As Laurent Bossavit,  an Agile Alliance board member and director of the Institut Agile says, “Most previous approaches to managing the software development process were based on control. Agile is based on letting go. Paradoxically, that works a lot better and ironically provides much better actual control (in the sense of avoiding many of the ills that plague software projects, such as missed deadlines, budget overruns, poor quality, and low user and sponsor satisfaction) than previous top-down, document-heavy approaches.”

Sim concurs. “Instead of sticking to a contract to make sure that the worst case doesn’t happen, customers and developers work together to try to make the best case happen.” With this approach, there is a re-distribution of authority and responsibility among management, developers, and customers, she says. That, in turn, means everyone, not just developers and project managers, need to see software development in a new light.

Bossavit continues in concrete terms, “People who are interested in Agile tend to be keen on ‘practices’ — what people do on a day-to-day basis, as opposed to what kind of documents they write. There are a dozen or so key practices for which Agile is best known — frequent releases, short timeboxed iterations, ‘user stories,’ programming in pairs, test-driven development, visual management with task boards — and beyond that a few dozen ancillary practices.”

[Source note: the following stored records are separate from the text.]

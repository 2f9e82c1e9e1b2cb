// SPDX-License-Identifier: BUSL-1.1
// Copyright (c) 2026 Alfred Jean LLC

//! Rule model and catalog.

pub mod loader;

use std::collections::BTreeMap;
use std::sync::Arc;

use regex::Regex;
use serde::{Deserialize, Serialize};

/// A log-source filter: a single tag or a set of acceptable tags.
#[derive(Debug, Clone, Serialize, Deserialize)]
#[serde(untagged)]
pub enum LogSourceMatch {
    One(String),
    Many(Vec<String>),
}

impl LogSourceMatch {
    pub fn matches(&self, log_source: &str) -> bool {
        match self {
            Self::One(s) => s == log_source,
            Self::Many(list) => list.iter().any(|s| s == log_source),
        }
    }
}

/// Fail→success sequence correlation parameters.
#[derive(Debug, Clone, Serialize, Deserialize)]
pub struct SequenceSpec {
    pub fail_count: u32,
    pub fail_within_sec: i64,
    pub success_within_sec: i64,
}

/// Closed vocabulary for rule severity, with a fallback for unrecognized
/// values so a typo'd severity doesn't reject the whole rule document.
#[derive(Debug, Clone, PartialEq, Eq)]
pub enum Severity {
    Info,
    Low,
    Medium,
    High,
    Critical,
    Other(String),
}

impl Severity {
    pub fn as_str(&self) -> &str {
        match self {
            Self::Info => "info",
            Self::Low => "low",
            Self::Medium => "medium",
            Self::High => "high",
            Self::Critical => "critical",
            Self::Other(s) => s,
        }
    }
}

impl Default for Severity {
    fn default() -> Self {
        Self::Medium
    }
}

impl Serialize for Severity {
    fn serialize<S>(&self, serializer: S) -> Result<S::Ok, S::Error>
    where
        S: serde::Serializer,
    {
        serializer.serialize_str(self.as_str())
    }
}

impl<'de> Deserialize<'de> for Severity {
    fn deserialize<D>(deserializer: D) -> Result<Self, D::Error>
    where
        D: serde::Deserializer<'de>,
    {
        let raw = String::deserialize(deserializer)?;
        Ok(match raw.to_lowercase().as_str() {
            "info" => Self::Info,
            "low" => Self::Low,
            "medium" => Self::Medium,
            "high" => Self::High,
            "critical" => Self::Critical,
            _ => Self::Other(raw),
        })
    }
}

/// Raw, on-disk rule document shape. Deserialized directly from YAML;
/// [`Rule::from_doc`] validates and compiles it into a [`Rule`].
#[derive(Debug, Clone, Deserialize)]
pub struct RuleDoc {
    pub id: String,
    #[serde(default)]
    pub name: Option<String>,
    #[serde(default)]
    pub title: Option<String>,
    #[serde(default)]
    pub desc: Option<String>,
    #[serde(default)]
    pub why: Option<String>,
    #[serde(default)]
    pub advice: Option<String>,
    #[serde(default = "default_true")]
    pub enabled: bool,
    pub log_source: LogSourceMatch,
    #[serde(default)]
    pub require: Vec<String>,
    #[serde(default)]
    pub r#match: BTreeMap<String, String>,
    /// Any key ending in `_regex` lands here via a custom two-pass parse
    /// (see [`loader`]); kept separate from `match` because the value is a
    /// pattern, not a literal.
    #[serde(default)]
    pub regex: BTreeMap<String, String>,
    #[serde(default)]
    pub group_by: Vec<String>,
    #[serde(default)]
    pub window_sec: Option<i64>,
    #[serde(default)]
    pub threshold: Option<i64>,
    #[serde(default)]
    pub distinct_on: Option<Vec<String>>,
    #[serde(default)]
    pub sequence: Option<SequenceSpec>,
    #[serde(default)]
    pub cooldown_sec: i64,
    pub dedup_key: String,
    #[serde(default)]
    pub severity: Severity,
    #[serde(default)]
    pub tags: Vec<String>,
}

fn default_true() -> bool {
    true
}

/// A rule's compiled, validated form. Either a window rule, a distinct-count
/// rule, or a sequence rule — never more than one shape at once (spec
/// invariant: "a rule is either a window rule or a sequence rule, never
/// both").
#[derive(Debug, Clone)]
pub enum RuleKind {
    Window { window_sec: i64, threshold: i64, distinct_on: Option<Vec<String>> },
    Sequence(SequenceSpec),
}

#[derive(Debug, Clone)]
pub struct Rule {
    pub id: String,
    pub name: String,
    pub title: String,
    pub desc: String,
    pub why: String,
    pub advice: String,
    pub enabled: bool,
    pub log_source: LogSourceMatch,
    pub require: Vec<String>,
    pub r#match: BTreeMap<String, String>,
    /// Compiled regex predicates, field name -> pattern.
    pub regex: BTreeMap<String, Regex>,
    pub group_by: Vec<String>,
    pub kind: RuleKind,
    pub cooldown_sec: i64,
    pub dedup_key: String,
    pub severity: Severity,
    pub tags: Vec<String>,
}

impl Rule {
    /// Validate and compile a raw document into a [`Rule`]. Mirrors the
    /// spec's load-time invariants (`threshold >= 1`, `window_sec > 0`,
    /// `cooldown_sec >= 0`, window-xor-sequence) as explicit rejections
    /// rather than `panic`/`unwrap`.
    pub fn from_doc(doc: RuleDoc) -> Result<Self, String> {
        if doc.id.trim().is_empty() {
            return Err("rule id must not be empty".to_owned());
        }
        if doc.cooldown_sec < 0 {
            return Err(format!("rule {}: cooldown_sec must be >= 0", doc.id));
        }

        let kind = match (&doc.sequence, doc.window_sec, doc.threshold) {
            (Some(_), Some(_), _) | (Some(_), _, Some(_)) => {
                return Err(format!(
                    "rule {}: a rule must not declare both `sequence` and window fields",
                    doc.id
                ));
            }
            (Some(seq), None, None) => {
                if seq.fail_count < 1 {
                    return Err(format!("rule {}: sequence.fail_count must be >= 1", doc.id));
                }
                if seq.fail_within_sec <= 0 || seq.success_within_sec <= 0 {
                    return Err(format!(
                        "rule {}: sequence.fail_within_sec and success_within_sec must be > 0",
                        doc.id
                    ));
                }
                RuleKind::Sequence(seq.clone())
            }
            (None, Some(window_sec), Some(threshold)) => {
                if window_sec <= 0 {
                    return Err(format!("rule {}: window_sec must be > 0", doc.id));
                }
                if threshold < 1 {
                    return Err(format!("rule {}: threshold must be >= 1", doc.id));
                }
                RuleKind::Window { window_sec, threshold, distinct_on: doc.distinct_on.clone() }
            }
            _ => {
                return Err(format!(
                    "rule {}: must declare either `sequence` or both `window_sec` and `threshold`",
                    doc.id
                ));
            }
        };

        let mut regex = BTreeMap::new();
        for (field, pattern) in &doc.regex {
            let compiled = Regex::new(pattern)
                .map_err(|e| format!("rule {}: invalid regex for {field}: {e}", doc.id))?;
            regex.insert(field.clone(), compiled);
        }

        Ok(Rule {
            name: doc.name.clone().unwrap_or_else(|| doc.id.clone()),
            title: doc.title.unwrap_or_default(),
            desc: doc.desc.unwrap_or_default(),
            why: doc.why.unwrap_or_default(),
            advice: doc.advice.unwrap_or_default(),
            id: doc.id,
            enabled: doc.enabled,
            log_source: doc.log_source,
            require: doc.require,
            r#match: doc.r#match,
            regex,
            group_by: doc.group_by,
            kind,
            cooldown_sec: doc.cooldown_sec,
            dedup_key: doc.dedup_key,
            severity: doc.severity,
            tags: doc.tags,
        })
    }
}

/// Deterministic, immutable snapshot of the rule set (sorted by id).
///
/// Kept behind an `Arc` so evaluations in flight can hold a reference across
/// a concurrent [`loader::RuleLoader::reload`] (spec §4.1: "evaluations in
/// flight complete against either the old or new snapshot but never a mix").
#[derive(Debug, Default)]
pub struct RuleCatalog {
    rules: BTreeMap<String, Rule>,
}

impl RuleCatalog {
    pub fn new(rules: Vec<Rule>) -> Self {
        Self { rules: rules.into_iter().map(|r| (r.id.clone(), r)).collect() }
    }

    /// Iterate rules in catalog (id) order, skipping disabled ones.
    pub fn enabled_rules(&self) -> impl Iterator<Item = &Rule> {
        self.rules.values().filter(|r| r.enabled)
    }

    pub fn len(&self) -> usize {
        self.rules.len()
    }

    pub fn is_empty(&self) -> bool {
        self.rules.is_empty()
    }

    pub fn get(&self, id: &str) -> Option<&Rule> {
        self.rules.get(id)
    }
}

pub type SharedCatalog = Arc<RuleCatalog>;

#[cfg(test)]
#[path = "rule_tests.rs"]
mod tests;
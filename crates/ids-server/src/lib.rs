// SPDX-License-Identifier: BUSL-1.1
// Copyright (c) 2026 Alfred Jean LLC

//! ids-server: the ingestion HTTP endpoint and websocket fan-out shell
//! around `ids_core`'s detection pipeline (spec §1: "thin transport shell
//! around the core").

pub mod config;
pub mod error;
pub mod ingest;
pub mod state;
pub mod transport;
pub mod watcher;

use std::sync::Arc;

use tokio::net::TcpListener;
use tokio_util::sync::CancellationToken;

use ids_core::bus::memory::MemoryEventBus;
use ids_core::bus::redis_streams::RedisStreamBus;
use ids_core::store::memory::MemoryStateStore;
use ids_core::store::redis::RedisStateStore;
use ids_core::{RuleLoader, SharedEventBus, SharedStateStore};

use crate::config::{Backend, ServerConfig};
use crate::state::ServerState;
use crate::transport::build_router;

/// Run the ids-server process until shutdown.
pub async fn run(config: ServerConfig) -> anyhow::Result<()> {
    let addr = format!("{}:{}", config.host, config.port);
    let shutdown = CancellationToken::new();

    let (store, bus): (SharedStateStore, SharedEventBus) = match config.backend {
        Backend::Memory => (
            Arc::new(MemoryStateStore::new()),
            Arc::new(MemoryEventBus::with_caps(config.events_cap, config.alerts_cap)),
        ),
        Backend::Redis => {
            let redis_url = config
                .redis_url
                .as_deref()
                .ok_or_else(|| anyhow::anyhow!("--redis-url is required when --backend redis"))?;
            (
                Arc::new(RedisStateStore::new(redis_url).await?),
                Arc::new(RedisStreamBus::with_caps(redis_url, config.events_cap, config.alerts_cap).await?),
            )
        }
    };

    bus.ensure_exists("events").await?;
    bus.ensure_exists("alerts").await?;

    let (loader, load_failures) = RuleLoader::load(&config.rules_dir);
    for failure in &load_failures {
        tracing::warn!(path = %failure.path.display(), reason = %failure.reason, "rule load rejected file");
    }
    let loader = Arc::new(loader);
    tracing::info!(rules_dir = %config.rules_dir.display(), rejected = load_failures.len(), "rule catalog loaded");

    if config.watch_rules && config.rules_dir.is_dir() {
        crate::watcher::spawn(&config.rules_dir, Arc::clone(&loader), shutdown.clone());
    }

    let state = Arc::new(ServerState::new(config, loader, store, bus, shutdown.clone()));
    let router = build_router(Arc::clone(&state));

    tracing::info!("ids-server listening on {addr}");
    let listener = TcpListener::bind(&addr).await?;
    axum::serve(listener, router).with_graceful_shutdown(shutdown.cancelled_owned()).await?;

    Ok(())
}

One of those practices is testing. Indeed, from where Jonathan Bach, Principal Consultant at Quardev, a software testing firm, sits, “The main difference between Agile and other development methods, is that ‘testing’ happens at the same time as code is written, allowing fast feedback. With ‘waterfall’ style methods, first the code is developed and then it is tested — two activities which could be months apart.” In addition, “code is delivered a lot more frequently, programmers pair up, people tend to work closely together (in the same room), there are brief stand-up meetings to discuss progress, the work is packaged into ‘stories’ or smaller units, and there may even be an on-site customer to participate in development and testing.”

So the name of the game in shifting to Agile is to incorporate testing and quality assurance into the development cycle. Instead of putting it the project’s end, as is so often the case, it’s a constant part of project development.

The end result, writes Elisabeth Hendrickson, one of the principals of Quality Tree Software and a well-known Agility expert, is that “Agile teams produce a continuous stream of value, at a sustainable pace, while adapting to the changing needs of the business.”